Perseus CMO Rick Joyce on Battling the Homogenization of Books
It's a tall order, Joyce admits, but he and the Perseus team have developed a number of strategies to begin tackling these issues. Joyce shares those insights with Book Business in the following interview.
How has your experience working with digital media in other sectors informed your work in the book industry?
One thing that I've seen in all of these industries is that they have all had a pretty significant switch to digital, almost all of them before books. Those transitions aren't done by any means, but the first shot across the bow in music industry with the creation of MP3 files was over 20 years ago now. Reference publishing and B2B publishing went to digital very early when you think about the rise of LexisNexis or Bloomberg Terminals.
I have worked for a lot of clients in the media industry that were in the early, middle, and late stages of the transition to digital, and that has been useful for me in book publishing-although every one of those businesses made the transitions differently. Obviously a song is not a book, and a book is not a movie. The experience of having been involved in this transition in multiple media is insightful but it's not a crystal ball.
Another thing I learned from all of these digital media transitions was to think about value. There will be forces, as I've seen in the music and movie industry, that want to see all books as interchangeable content, but in fact their use cases and value are completely different. It's important that publishers deliver on that value and make sure that everything doesn't become homogenized.

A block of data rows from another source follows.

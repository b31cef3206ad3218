use gpui::Context;
use quarkfm_bridge::classification::{ClassificationResults, ClassificationStatus, ScanSummary};

/// Everything the server reported about scanning and classifying files.
#[derive(Debug, Clone, Default)]
pub struct ClassificationEntity {
    pub summary: Option<ScanSummary>,
    pub status: Option<ClassificationStatus>,
    pub results: Option<ClassificationResults>,
}

impl ClassificationEntity {
    pub fn set_summary(&mut self, summary: ScanSummary, cx: &mut Context<Self>) {
        self.summary = Some(summary);
        cx.notify();
    }

    pub fn set_status(&mut self, status: ClassificationStatus, cx: &mut Context<Self>) {
        self.status = Some(status);
        cx.notify();
    }

    pub fn set_results(&mut self, results: ClassificationResults, cx: &mut Context<Self>) {
        self.results = Some(results);
        cx.notify();
    }

    pub fn is_running(&self) -> bool {
        self.status
            .as_ref()
            .is_some_and(|status| status.status.is_running())
    }

    /// Moves a file to another category locally. Returns `false` when the
    /// file or the category is unknown.
    pub fn adjust(&mut self, file_id: u32, category_index: usize, cx: &mut Context<Self>) -> bool {
        let adjusted = self
            .results
            .as_mut()
            .is_some_and(|results| results.adjust(file_id, category_index));
        if adjusted {
            cx.notify();
        }
        adjusted
    }
}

Not everything is a low-stakes read to pass time. If you're selling a travel guide, you're helping people make very expensive decisions about where to stay, what to do, and how to spend that vacation time that they can't get back. The book is an important piece of that and the trust that is baked into that is pretty high. We publish Rick Steves' guidebooks and his success has a lot to do with the trust that people have in him. He spends roughly 14 weeks every year visiting the places he writes about and makes sure everything he's written is correct. That adds a lot of value.